JDRF randomized clinical trial to assess the efficacy of real-time continuous glucose monitoring in the management of type 1 diabetes: research design and methods.

BACKGROUND

While real-time (RT) continuous glucose monitoring (CGM) systems may revolutionize treatment of type 1 diabetes (T1D), there is insufficient evidence currently available to support widespread utilization of these devices. The Juvenile Diabetes Research Foundation (JDRF) CGM Study Group developed a randomized clinical trial to determine if RT-CGM can improve glycemic control and quality of life in children and adults with T1D. This paper presents the research design and methods that are being employed in this study.

METHODS

The JDRF CGM Study Group trial is a randomized, parallel group, efficacy and safety study. Subjects with T1DM who meet eligibility criteria are randomized to either standard self-monitoring of blood glucose (SMBG) alone or use of any of the three current RT-CGM systems as a supplement to SMBG. After the 6-month randomized period, the Control Group is offered use of RT-CGM, and both groups are studied for an additional 6 months. Subjects are divided into two cohorts: the Main Study Cohort includes subjects with baseline glycosylated hemoglobin (HbA1c) 7.0-10.0% inclusive, and the Exploratory Pilot Study Cohort includes subjects with HbA1c<7.0%. Difference in HbA1c is the primary outcome in the Main Study.
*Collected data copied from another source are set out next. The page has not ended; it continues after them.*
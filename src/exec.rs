//! Clause execution with staged, all-or-nothing commits.
//!
//! # Scope
//! One clause runs at a time against staged copies of the VM's cursor and
//! last match, accumulating output ranges and label writes into clause-scoped
//! buffers. The first failing operation aborts the clause and every staged
//! effect is discarded; on full success the staged ranges are emitted in
//! staging order, the label writes are committed, and the staged cursor and
//! match are published to the shared VM.
//!
//! # Invariants
//! - No partial commit is ever observable: a later clause sees exactly the
//!   state left by earlier successful clauses.
//! - Staging buffers are pre-sized from a static count of the clause's
//!   capture/label-producing operations ([`clause_caps`]); exceeding them is
//!   a [`EngineError::Capacity`] failure, not a reallocation.
//! - Every committed range and cursor value lies in `[0, size]` by clamping.

use std::io::Write;

use crate::error::EngineError;
use crate::file_view::{Dir, FileView};
use crate::labels::LabelStore;
use crate::program::{Clause, LabelId, Op, Unit};
use crate::resolve::{resolve_at, resolve_loc, ResolveCtx};

/// The most recent search result.
#[derive(Clone, Copy, Debug, PartialEq, Eq)]
pub struct Match {
    pub start: i64,
    pub end: i64,
    pub valid: bool,
}

impl Match {
    pub fn invalid() -> Self {
        Match {
            start: 0,
            end: 0,
            valid: false,
        }
    }
}

/// One staged output byte interval. Emitted in staging order, never merged.
#[derive(Clone, Copy, Debug, PartialEq, Eq)]
pub struct Range {
    pub start: i64,
    pub end: i64,
}

/// One staged label write.
#[derive(Clone, Copy, Debug)]
pub struct LabelWrite {
    pub name: LabelId,
    pub pos: i64,
}

/// Process-lifetime execution state, owned by the driver and mutated only by
/// clause commit. Created fresh per run; nothing survives the run.
#[derive(Clone, Debug)]
pub struct Vm {
    pub cursor: i64,
    pub last_match: Match,
    pub labels: LabelStore,
}

impl Default for Vm {
    fn default() -> Self {
        Self::new()
    }
}

impl Vm {
    pub fn new() -> Self {
        Vm {
            cursor: 0,
            last_match: Match::invalid(),
            labels: LabelStore::new(),
        }
    }
}

/// Static staging capacity of a clause: (ranges, label writes).
pub fn clause_caps(clause: &Clause) -> (usize, usize) {
    let mut ranges = 0;
    let mut labels = 0;
    for op in &clause.ops {
        match op {
            Op::TakeLen { .. } | Op::TakeTo { .. } | Op::TakeUntil { .. } => ranges += 1,
            Op::Label(_) => labels += 1,
            _ => {}
        }
    }
    (ranges, labels)
}

/// Clause-scoped staging area. Dropping it is the rollback.
struct Staging {
    cursor: i64,
    last_match: Match,
    ranges: Vec<Range>,
    writes: Vec<LabelWrite>,
    ranges_cap: usize,
    writes_cap: usize,
}

impl Staging {
    fn from_vm(vm: &Vm, ranges_cap: usize, writes_cap: usize) -> Self {
        Staging {
            cursor: vm.cursor,
            last_match: vm.last_match,
            ranges: Vec::with_capacity(ranges_cap),
            writes: Vec::with_capacity(writes_cap),
            ranges_cap,
            writes_cap,
        }
    }

    fn stage_range(&mut self, start: i64, end: i64) -> Result<(), EngineError> {
        if self.ranges.len() >= self.ranges_cap {
            return Err(EngineError::Capacity { what: "ranges" });
        }
        self.ranges.push(Range { start, end });
        Ok(())
    }

    fn stage_write(&mut self, name: LabelId, pos: i64) -> Result<(), EngineError> {
        if self.writes.len() >= self.writes_cap {
            return Err(EngineError::Capacity {
                what: "label writes",
            });
        }
        self.writes.push(LabelWrite { name, pos });
        Ok(())
    }
}

fn resolve(
    loc: &crate::program::LocExpr,
    io: &mut FileView,
    vm: &Vm,
    st: &Staging,
) -> Result<i64, EngineError> {
    resolve_loc(
        loc,
        io,
        &ResolveCtx {
            labels: &vm.labels,
            staged_match: &st.last_match,
            staged_cursor: st.cursor,
            staged_writes: &st.writes,
        },
    )
}

/// Execute one clause against the shared VM.
///
/// On success the staged ranges have been written to `out`, label writes
/// committed, and the VM's cursor and last match replaced. On error the VM
/// is untouched and nothing was written.
pub fn execute_clause(
    clause: &Clause,
    io: &mut FileView,
    vm: &mut Vm,
    out: &mut dyn Write,
) -> Result<(), EngineError> {
    let (ranges_cap, writes_cap) = clause_caps(clause);
    let mut st = Staging::from_vm(vm, ranges_cap, writes_cap);

    for op in &clause.ops {
        execute_op(op, io, vm, &mut st)?;
    }

    // Commit: emit in staging order, fold label writes, publish cursor/match.
    for range in &st.ranges {
        io.emit(range.start, range.end, out)?;
    }
    for write in &st.writes {
        vm.labels.commit(write.name, write.pos);
    }
    vm.cursor = st.cursor;
    vm.last_match = st.last_match;
    Ok(())
}

fn execute_op(
    op: &Op,
    io: &mut FileView,
    vm: &Vm,
    st: &mut Staging,
) -> Result<(), EngineError> {
    let size = io.size();
    match op {
        Op::Find { to, needle } => {
            let to_pos = match to {
                Some(loc) => resolve(loc, io, vm, st)?,
                None => size,
            };
            let cursor = st.cursor.clamp(0, size);
            let (win_lo, win_hi, dir) = if to_pos >= cursor {
                (cursor, to_pos, Dir::Fwd)
            } else {
                (to_pos, cursor, Dir::Bwd)
            };
            let (ms, me) = io.find_window(win_lo, win_hi, needle, dir)?;
            st.last_match = Match {
                start: ms,
                end: me,
                valid: true,
            };
            st.cursor = ms;
        }

        Op::Skip { n, unit } => {
            let n = i64::try_from(*n).unwrap_or(i64::MAX);
            match unit {
                Unit::Bytes => {
                    st.cursor = st.cursor.clamp(0, size).saturating_add(n).clamp(0, size);
                }
                Unit::Lines => {
                    let line_start = io.line_start(st.cursor)?;
                    st.cursor = io.step_lines(line_start, n)?;
                }
                Unit::Chars => {
                    let char_start = io.char_start(st.cursor)?;
                    st.cursor = io.step_chars(char_start, n)?;
                }
            }
        }

        Op::TakeLen { n, unit } => {
            let (start, end) = take_len_range(io, st.cursor, *n, *unit)?;
            st.stage_range(start, end)?;
            // Cursor Law: a non-empty range moves the cursor to its far end.
            if start != end {
                st.cursor = start.max(end);
            }
        }

        Op::TakeTo { to } => {
            let target = resolve(to, io, vm, st)?;
            let a = st.cursor.clamp(0, size);
            let b = target.clamp(0, size);
            st.stage_range(a.min(b), a.max(b))?;
            // Always moves, even for an empty range.
            st.cursor = b;
        }

        Op::TakeUntil { needle, at } => {
            let lo = st.cursor.clamp(0, size);
            let (ms, me) = io.find_window(lo, size, needle, Dir::Fwd)?;
            st.last_match = Match {
                start: ms,
                end: me,
                valid: true,
            };
            let target = match at {
                Some(at) => resolve_at(at, io, &st.last_match)?,
                None => ms,
            };
            let dst = target.clamp(0, size);
            // Verbatim [cursor, dst): an inverted range stays inverted and
            // is dropped at emit time.
            st.stage_range(lo, dst)?;
            if dst > st.cursor {
                st.cursor = dst;
            }
        }

        Op::Label(id) => {
            st.stage_write(*id, st.cursor)?;
        }

        Op::Goto { to } => {
            st.cursor = resolve(to, io, vm, st)?;
        }
    }
    Ok(())
}

/// Compute the `[start, end)` staged by `take <n><unit>` at `cursor`.
fn take_len_range(
    io: &mut FileView,
    cursor: i64,
    n: i64,
    unit: Unit,
) -> Result<(i64, i64), EngineError> {
    let size = io.size();
    match unit {
        Unit::Bytes => {
            if n >= 0 {
                let start = cursor.clamp(0, size);
                let end = start.saturating_add(n).clamp(0, size);
                Ok((start, end))
            } else {
                let end = cursor.clamp(0, size);
                let start = end.saturating_add(n).clamp(0, end);
                Ok((start, end))
            }
        }
        Unit::Lines => {
            let anchor = io.line_start(cursor)?;
            if n >= 0 {
                let end = io.step_lines(anchor, n)?.clamp(0, size);
                Ok((anchor, end))
            } else {
                let start = io.step_lines(anchor, n)?.clamp(0, anchor);
                Ok((start, anchor))
            }
        }
        Unit::Chars => {
            let anchor = io.char_start(cursor)?;
            if n >= 0 {
                let end = io.step_chars(anchor, n)?.clamp(0, size);
                Ok((anchor, end))
            } else {
                let start = io.step_chars(anchor, n)?.clamp(0, anchor);
                Ok((start, anchor))
            }
        }
    }
}
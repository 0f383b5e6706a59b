//! End-to-end extraction programs against real temp files.

use std::io::Write as _;

use carve_rs::{parse_program, run_program, EngineError, FileView};

fn view(content: &[u8]) -> FileView {
    let mut f = tempfile::tempfile().unwrap();
    f.write_all(content).unwrap();
    FileView::from_file(f).unwrap()
}

fn run(content: &[u8], ops: &str) -> Result<Vec<u8>, EngineError> {
    let tokens: Vec<String> = ops.split_whitespace().map(String::from).collect();
    let program = parse_program(&tokens).unwrap();
    let mut io = view(content);
    let mut out = Vec::new();
    run_program(&program, &mut io, &mut out)?;
    Ok(out)
}

#[test]
fn find_then_take_to_match_end() {
    // find moves the cursor to match START, so only the match is emitted.
    let out = run(b"abc\ndef\nghi\n", "find def take to match-end").unwrap();
    assert_eq!(out, b"def");
}

#[test]
fn failed_first_clause_does_not_poison_the_run() {
    let out = run(
        b"abc\ndef\nghi\n",
        "find NOPE take to EOF :: find ghi take 3b",
    )
    .unwrap();
    assert_eq!(out, b"ghi");
}

#[test]
fn take_first_bytes() {
    let out = run(b"hello world", "take 5b").unwrap();
    assert_eq!(out, b"hello");
}

#[test]
fn take_line_range() {
    // Lines 2-4: skip one line, take three.
    let content = b"l1\nl2\nl3\nl4\nl5\n";
    let out = run(content, "skip 1l take 3l").unwrap();
    assert_eq!(out, b"l2\nl3\nl4\n");
}

#[test]
fn take_from_match_to_eof() {
    let out = run(b"noise STATUS ok\nmore\n", "find STATUS take to EOF").unwrap();
    assert_eq!(out, b"STATUS ok\nmore\n");
}

#[test]
fn lines_around_a_match() {
    // Two lines before and three lines from the WARN line.
    let content = b"a\nb\nc\nWARN boom\nd\ne\nf\n";
    let out = run(content, "find WARN take -2l take 3l").unwrap();
    assert_eq!(out, b"b\nc\nWARN boom\nd\ne\n");
}

#[test]
fn take_until_at_line_start() {
    let content = b"keep this\nEND of section\ntail\n";
    let out = run(content, "take until END at line-start").unwrap();
    assert_eq!(out, b"keep this\n");
}

#[test]
fn label_bridges_clauses() {
    let content = b"alpha one two beta three";
    let out = run(content, "find one label S :: find beta take to S").unwrap();
    // Clause 2: cursor at "beta", take back to the label at "one".
    assert_eq!(out, b"one two ");
}

#[test]
fn backward_find_via_location() {
    // Cursor at EOF, search back to BOF: the rightmost needle wins.
    let content = b"x=1 x=2 x=3";
    let out = run(content, "goto EOF find to BOF x= take 3b").unwrap();
    assert_eq!(out, b"x=3");
}

#[test]
fn whole_run_fails_with_last_clause_error() {
    let err = run(b"abc", "find NOPE :: goto MISSING").unwrap_err();
    assert!(matches!(err, EngineError::LocResolve(_)));
}

#[test]
fn eof_offset_takes_tail() {
    let out = run(b"0123456789", "goto EOF -4b take to EOF").unwrap();
    assert_eq!(out, b"6789");
}

#[test]
fn utf8_chars_are_not_split() {
    // "héllo" -- take 2 chars = "h" + 2-byte "é".
    let out = run("héllo".as_bytes(), "take 2c").unwrap();
    assert_eq!(out, "hé".as_bytes());
}

#[test]
fn output_preserves_staging_order_across_clauses() {
    let out = run(b"0123456789", "take 2b :: goto BOF+6b take 2b :: goto BOF take 1b").unwrap();
    assert_eq!(out, b"01670");
}
//! Fixed-capacity label position store with recency-based eviction.
//!
//! The store maps label ids to committed byte positions. It is a fixed slot
//! table rather than a map: 32 slots, linear scan, and eviction of the slot
//! with the lowest generation when full. The generation counter is global to
//! the run and bumps once per committed write, so "lowest generation" is
//! exactly "least recently committed".

use crate::program::LabelId;

/// Number of slots in the store.
pub const LABEL_SLOTS: usize = 32;

#[derive(Clone, Copy, Debug)]
struct Slot {
    name: LabelId,
    pos: i64,
    generation: u64,
    in_use: bool,
}

const EMPTY_SLOT: Slot = Slot {
    name: LabelId(0),
    pos: 0,
    generation: 0,
    in_use: false,
};

/// Committed label positions. Updated only by clause commit.
#[derive(Clone, Debug)]
pub struct LabelStore {
    slots: [Slot; LABEL_SLOTS],
    generation: u64,
}

impl Default for LabelStore {
    fn default() -> Self {
        Self::new()
    }
}

impl LabelStore {
    pub fn new() -> Self {
        LabelStore {
            slots: [EMPTY_SLOT; LABEL_SLOTS],
            generation: 0,
        }
    }

    /// Committed position for `name`, if any.
    pub fn get(&self, name: LabelId) -> Option<i64> {
        self.slots
            .iter()
            .find(|s| s.in_use && s.name == name)
            .map(|s| s.pos)
    }

    /// Commit one label write.
    ///
    /// Overwrites an existing entry for the same name, otherwise takes a free
    /// slot, otherwise evicts the least recently committed entry. Bumps the
    /// generation counter exactly once.
    pub fn commit(&mut self, name: LabelId, pos: i64) {
        self.generation += 1;
        let generation = self.generation;

        let mut free: Option<usize> = None;
        let mut oldest = 0usize;
        for i in 0..LABEL_SLOTS {
            if !self.slots[i].in_use {
                if free.is_none() {
                    free = Some(i);
                }
                continue;
            }
            if self.slots[i].name == name {
                self.slots[i].pos = pos;
                self.slots[i].generation = generation;
                return;
            }
            if self.slots[i].generation < self.slots[oldest].generation || !self.slots[oldest].in_use
            {
                oldest = i;
            }
        }

        let idx = free.unwrap_or(oldest);
        self.slots[idx] = Slot {
            name,
            pos,
            generation,
            in_use: true,
        };
    }

    /// Current generation counter (monotonic across the run).
    pub fn generation(&self) -> u64 {
        self.generation
    }

    /// Number of occupied slots.
    pub fn len(&self) -> usize {
        self.slots.iter().filter(|s| s.in_use).count()
    }

    pub fn is_empty(&self) -> bool {
        self.len() == 0
    }
}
Other outcomes include the percentage of sensor glucose values within the 70-180 mg/dL range, scores on questionnaires that assess the impact of RT-CGM on living with T1D, and the cost-effectiveness of RT-CGM.

RESULTS

Recruitment for the study was completed on December 15, 2007.

CONCLUSION

Results of this clinical trial should help establish whether or not current RT-CGM devices are beneficial to patients with T1D.